##### DATA SUPPLIED #####

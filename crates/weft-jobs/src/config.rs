use serde::{Deserialize, Serialize};

use crate::error::SchedulerError;

/// Configuration for the worker pool.
#[derive(Clone, Debug, Serialize, Deserialize)]
#[serde(default)]
pub struct SchedulerConfig {
    /// Number of worker threads. `None` uses the available parallelism.
    pub worker_threads: Option<usize>,
    /// Worker threads are named `{prefix}-{index}`.
    pub thread_name_prefix: String,
    /// Stack size per worker in bytes. `None` keeps rayon's default.
    pub stack_size: Option<usize>,
}

impl Default for SchedulerConfig {
    fn default() -> Self {
        Self {
            worker_threads: None,
            thread_name_prefix: "weft-worker".into(),
            stack_size: None,
        }
    }
}

impl SchedulerConfig {
    /// A config with a fixed number of workers.
    pub fn with_workers(workers: usize) -> Self {
        Self {
            worker_threads: Some(workers),
            ..Self::default()
        }
    }

    /// The worker count this config resolves to on the current machine.
    pub fn resolved_workers(&self) -> Result<usize, SchedulerError> {
        match self.worker_threads {
            Some(0) => Err(SchedulerError::InvalidConfig(
                "worker_threads must be at least 1".into(),
            )),
            Some(n) => Ok(n),
            None => Ok(std::thread::available_parallelism()
                .map(|n| n.get())
                .unwrap_or(1)),
        }
    }
}

#[cfg(test)]
mod tests {
    use super::*;

    #[test]
    fn zero_workers_rejected() {
        let config = SchedulerConfig::with_workers(0);
        assert!(matches!(
            config.resolved_workers(),
            Err(SchedulerError::InvalidConfig(_))
        ));
    }

    #[test]
    fn default_uses_available_parallelism() {
        assert!(SchedulerConfig::default().resolved_workers().unwrap() >= 1);
    }

    #[test]
    fn partial_toml_fills_defaults() {
        let config: SchedulerConfig = toml::from_str("worker_threads = 3").unwrap();
        assert_eq!(config.worker_threads, Some(3));
        assert_eq!(config.thread_name_prefix, "weft-worker");
        assert!(config.stack_size.is_none());
    }
}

#####

REQUIRED ACTION.
All of the records above should be repeated exactly.

RESPONSE TO THE TASK.
filename crates/weft-jobs/src/config.rs
use serde::{Deserialize, Serialize};

use crate::error::SchedulerError;

/// Configuration for the worker pool.
#[derive(Clone, Debug, Serialize, Deserialize)]
#[serde(default)]
pub struct SchedulerConfig {
    /// Number of worker threads. `None` uses the available parallelism.
    pub worker_threads: Option<usize>,
    /// Worker threads are named `{prefix}-{index}`.
    pub thread_name_prefix: String,
    /// Stack size per worker in bytes. `None` keeps rayon's default.
    pub stack_size: Option<usize>,
}

impl Default for SchedulerConfig {
    fn default() -> Self {
        Self {
            worker_threads: None,
            thread_name_prefix: "weft-worker".into(),
            stack_size: None,
        }
    }
}

impl SchedulerConfig {
    /// A config with a fixed number of workers.
    pub fn with_workers(workers: usize) -> Self {
        Self {
            worker_threads: Some(workers),
            ..Self::default()
        }
    }

    /// The worker count this config resolves to on the current machine.
    pub fn resolved_workers(&self) -> Result<usize, SchedulerError> {
        match self.worker_threads {
            Some(0) => Err(SchedulerError::InvalidConfig(
                "worker_threads must be at least 1".into(),
            )),
            Some(n) => Ok(n),
            None => Ok(std::thread::available_parallelism()
                .map(|n| n.get())
                .unwrap_or(1)),
        }
    }
}

#[cfg(test)]
mod tests {
    use super::*;

    #[test]
    fn zero_workers_rejected() {
        let config = SchedulerConfig::with_workers(0);
        assert!(matches!(
            config.resolved_workers(),
            Err(SchedulerError::InvalidConfig(_))
        ));
    }

    #[test]
    fn default_uses_available_parallelism() {
        assert!(SchedulerConfig::default().resolved_workers().unwrap() >= 1);
    }

    #[test]
    fn partial_toml_fills_defaults() {
        let config: SchedulerConfig = toml::from_str("worker_threads = 3").unwrap();
        assert_eq!(config.worker_threads, Some(3));
        assert_eq!(config.thread_name_prefix, "weft-worker");
        assert!(config.stack_size.is_none());
    }
}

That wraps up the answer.